### TASK BRIEF
For this exercise, restate the records word for word.

EXERCISE DATA Start Marker

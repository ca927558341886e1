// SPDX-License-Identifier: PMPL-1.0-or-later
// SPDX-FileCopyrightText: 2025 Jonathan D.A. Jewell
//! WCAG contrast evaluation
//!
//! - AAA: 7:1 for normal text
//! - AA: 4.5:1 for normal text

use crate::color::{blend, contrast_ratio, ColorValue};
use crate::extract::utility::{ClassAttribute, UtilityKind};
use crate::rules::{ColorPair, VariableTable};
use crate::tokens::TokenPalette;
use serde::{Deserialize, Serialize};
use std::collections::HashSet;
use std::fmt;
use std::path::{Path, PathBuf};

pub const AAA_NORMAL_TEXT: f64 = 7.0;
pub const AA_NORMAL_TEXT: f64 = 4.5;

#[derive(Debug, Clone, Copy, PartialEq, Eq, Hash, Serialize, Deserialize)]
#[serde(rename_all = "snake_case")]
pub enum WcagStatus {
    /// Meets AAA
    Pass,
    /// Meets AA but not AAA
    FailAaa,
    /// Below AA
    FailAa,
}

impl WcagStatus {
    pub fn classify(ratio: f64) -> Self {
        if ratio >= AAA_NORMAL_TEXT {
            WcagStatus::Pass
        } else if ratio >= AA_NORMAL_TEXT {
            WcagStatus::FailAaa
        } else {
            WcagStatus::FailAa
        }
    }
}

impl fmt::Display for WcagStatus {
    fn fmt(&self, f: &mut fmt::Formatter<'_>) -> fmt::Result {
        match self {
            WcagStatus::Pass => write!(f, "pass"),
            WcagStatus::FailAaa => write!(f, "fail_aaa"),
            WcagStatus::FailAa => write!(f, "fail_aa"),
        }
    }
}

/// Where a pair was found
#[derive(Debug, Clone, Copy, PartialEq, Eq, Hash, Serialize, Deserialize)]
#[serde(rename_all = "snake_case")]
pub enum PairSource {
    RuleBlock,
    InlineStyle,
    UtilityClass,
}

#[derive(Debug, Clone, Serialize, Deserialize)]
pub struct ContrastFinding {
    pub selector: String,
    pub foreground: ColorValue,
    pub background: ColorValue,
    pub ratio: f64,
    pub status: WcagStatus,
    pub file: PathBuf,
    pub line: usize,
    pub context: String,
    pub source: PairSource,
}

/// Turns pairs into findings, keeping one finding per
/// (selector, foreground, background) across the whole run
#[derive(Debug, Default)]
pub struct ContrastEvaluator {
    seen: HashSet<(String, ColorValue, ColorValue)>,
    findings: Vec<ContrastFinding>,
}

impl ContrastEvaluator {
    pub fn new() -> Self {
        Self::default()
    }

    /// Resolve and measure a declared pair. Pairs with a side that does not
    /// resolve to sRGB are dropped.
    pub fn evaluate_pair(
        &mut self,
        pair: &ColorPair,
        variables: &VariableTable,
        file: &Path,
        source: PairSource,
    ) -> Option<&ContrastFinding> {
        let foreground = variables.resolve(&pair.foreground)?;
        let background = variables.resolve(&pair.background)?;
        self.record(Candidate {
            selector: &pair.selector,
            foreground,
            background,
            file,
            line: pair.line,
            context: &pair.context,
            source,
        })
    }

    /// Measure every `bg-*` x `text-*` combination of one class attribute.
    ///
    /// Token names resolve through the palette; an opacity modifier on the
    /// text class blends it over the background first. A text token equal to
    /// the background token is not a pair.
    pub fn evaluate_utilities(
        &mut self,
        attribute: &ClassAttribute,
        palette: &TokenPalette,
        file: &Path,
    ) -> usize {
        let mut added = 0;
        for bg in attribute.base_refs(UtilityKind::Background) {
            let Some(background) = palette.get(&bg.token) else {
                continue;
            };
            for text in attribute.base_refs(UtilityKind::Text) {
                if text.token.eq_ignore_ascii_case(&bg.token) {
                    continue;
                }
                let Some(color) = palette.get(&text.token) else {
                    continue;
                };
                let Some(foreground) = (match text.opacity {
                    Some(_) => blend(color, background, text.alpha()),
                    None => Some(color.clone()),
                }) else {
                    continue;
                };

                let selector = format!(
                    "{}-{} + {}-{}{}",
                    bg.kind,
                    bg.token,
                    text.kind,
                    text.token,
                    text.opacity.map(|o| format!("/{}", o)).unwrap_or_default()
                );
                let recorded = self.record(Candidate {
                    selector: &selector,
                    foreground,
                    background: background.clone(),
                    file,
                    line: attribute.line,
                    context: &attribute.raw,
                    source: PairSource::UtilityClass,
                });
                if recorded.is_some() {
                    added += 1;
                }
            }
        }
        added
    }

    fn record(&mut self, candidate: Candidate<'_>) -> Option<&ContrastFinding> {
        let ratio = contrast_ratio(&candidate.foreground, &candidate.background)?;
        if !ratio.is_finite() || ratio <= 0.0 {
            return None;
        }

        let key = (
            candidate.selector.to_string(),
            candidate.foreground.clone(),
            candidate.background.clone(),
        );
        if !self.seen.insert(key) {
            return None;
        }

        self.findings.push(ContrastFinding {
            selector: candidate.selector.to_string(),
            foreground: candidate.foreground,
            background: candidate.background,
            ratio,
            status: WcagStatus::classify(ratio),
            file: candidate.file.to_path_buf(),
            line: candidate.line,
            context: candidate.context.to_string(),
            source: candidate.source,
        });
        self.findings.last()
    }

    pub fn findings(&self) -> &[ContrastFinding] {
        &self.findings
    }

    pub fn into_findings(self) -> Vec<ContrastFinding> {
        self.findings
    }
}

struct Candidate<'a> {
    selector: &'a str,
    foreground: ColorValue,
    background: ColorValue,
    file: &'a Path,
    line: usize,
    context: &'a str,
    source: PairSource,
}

EXERCISE DATA End Marker

### SOLUTION TO THIS TASK
repository ca927558341886e1
// SPDX-License-Identifier: PMPL-1.0-or-later
// SPDX-FileCopyrightText: 2025 Jonathan D.A. Jewell
//! WCAG contrast evaluation
//!
//! - AAA: 7:1 for normal text
//! - AA: 4.5:1 for normal text

use crate::color::{blend, contrast_ratio, ColorValue};
use crate::extract::utility::{ClassAttribute, UtilityKind};
use crate::rules::{ColorPair, VariableTable};
use crate::tokens::TokenPalette;
use serde::{Deserialize, Serialize};
use std::collections::HashSet;
use std::fmt;
use std::path::{Path, PathBuf};

pub const AAA_NORMAL_TEXT: f64 = 7.0;
pub const AA_NORMAL_TEXT: f64 = 4.5;

#[derive(Debug, Clone, Copy, PartialEq, Eq, Hash, Serialize, Deserialize)]
#[serde(rename_all = "snake_case")]
pub enum WcagStatus {
    /// Meets AAA
    Pass,
    /// Meets AA but not AAA
    FailAaa,
    /// Below AA
    FailAa,
}

impl WcagStatus {
    pub fn classify(ratio: f64) -> Self {
        if ratio >= AAA_NORMAL_TEXT {
            WcagStatus::Pass
        } else if ratio >= AA_NORMAL_TEXT {
            WcagStatus::FailAaa
        } else {
            WcagStatus::FailAa
        }
    }
}

impl fmt::Display for WcagStatus {
    fn fmt(&self, f: &mut fmt::Formatter<'_>) -> fmt::Result {
        match self {
            WcagStatus::Pass => write!(f, "pass"),
            WcagStatus::FailAaa => write!(f, "fail_aaa"),
            WcagStatus::FailAa => write!(f, "fail_aa"),
        }
    }
}

/// Where a pair was found
#[derive(Debug, Clone, Copy, PartialEq, Eq, Hash, Serialize, Deserialize)]
#[serde(rename_all = "snake_case")]
pub enum PairSource {
    RuleBlock,
    InlineStyle,
    UtilityClass,
}

#[derive(Debug, Clone, Serialize, Deserialize)]
pub struct ContrastFinding {
    pub selector: String,
    pub foreground: ColorValue,
    pub background: ColorValue,
    pub ratio: f64,
    pub status: WcagStatus,
    pub file: PathBuf,
    pub line: usize,
    pub context: String,
    pub source: PairSource,
}

/// Turns pairs into findings, keeping one finding per
/// (selector, foreground, background) across the whole run
#[derive(Debug, Default)]
pub struct ContrastEvaluator {
    seen: HashSet<(String, ColorValue, ColorValue)>,
    findings: Vec<ContrastFinding>,
}

impl ContrastEvaluator {
    pub fn new() -> Self {
        Self::default()
    }

    /// Resolve and measure a declared pair. Pairs with a side that does not
    /// resolve to sRGB are dropped.
    pub fn evaluate_pair(
        &mut self,
        pair: &ColorPair,
        variables: &VariableTable,
        file: &Path,
        source: PairSource,
    ) -> Option<&ContrastFinding> {
        let foreground = variables.resolve(&pair.foreground)?;
        let background = variables.resolve(&pair.background)?;
        self.record(Candidate {
            selector: &pair.selector,
            foreground,
            background,
            file,
            line: pair.line,
            context: &pair.context,
            source,
        })
    }

    /// Measure every `bg-*` x `text-*` combination of one class attribute.
    ///
    /// Token names resolve through the palette; an opacity modifier on the
    /// text class blends it over the background first. A text token equal to
    /// the background token is not a pair.
    pub fn evaluate_utilities(
        &mut self,
        attribute: &ClassAttribute,
        palette: &TokenPalette,
        file: &Path,
    ) -> usize {
        let mut added = 0;
        for bg in attribute.base_refs(UtilityKind::Background) {
            let Some(background) = palette.get(&bg.token) else {
                continue;
            };
            for text in attribute.base_refs(UtilityKind::Text) {
                if text.token.eq_ignore_ascii_case(&bg.token) {
                    continue;
                }
                let Some(color) = palette.get(&text.token) else {
                    continue;
                };
                let Some(foreground) = (match text.opacity {
                    Some(_) => blend(color, background, text.alpha()),
                    None => Some(color.clone()),
                }) else {
                    continue;
                };

                let selector = format!(
                    "{}-{} + {}-{}{}",
                    bg.kind,
                    bg.token,
                    text.kind,
                    text.token,
                    text.opacity.map(|o| format!("/{}", o)).unwrap_or_default()
                );
                let recorded = self.record(Candidate {
                    selector: &selector,
                    foreground,
                    background: background.clone(),
                    file,
                    line: attribute.line,
                    context: &attribute.raw,
                    source: PairSource::UtilityClass,
                });
                if recorded.is_some() {
                    added += 1;
                }
            }
        }
        added
    }

    fn record(&mut self, candidate: Candidate<'_>) -> Option<&ContrastFinding> {
        let ratio = contrast_ratio(&candidate.foreground, &candidate.background)?;
        if !ratio.is_finite() || ratio <= 0.0 {
            return None;
        }

        let key = (
            candidate.selector.to_string(),
            candidate.foreground.clone(),
            candidate.background.clone(),
        );
        if !self.seen.insert(key) {
            return None;
        }

        self.findings.push(ContrastFinding {
            selector: candidate.selector.to_string(),
            foreground: candidate.foreground,
            background: candidate.background,
            ratio,
            status: WcagStatus::classify(ratio),
            file: candidate.file.to_path_buf(),
            line: candidate.line,
            context: candidate.context.to_string(),
            source: candidate.source,
        });
        self.findings.last()
    }

    pub fn findings(&self) -> &[ContrastFinding] {
        &self.findings
    }

    pub fn into_findings(self) -> Vec<ContrastFinding> {
        self.findings
    }
}

struct Candidate<'a> {
    selector: &'a str,
    foreground: ColorValue,
    background: ColorValue,
    file: &'a Path,
    line: usize,
    context: &'a str,
    source: PairSource,
}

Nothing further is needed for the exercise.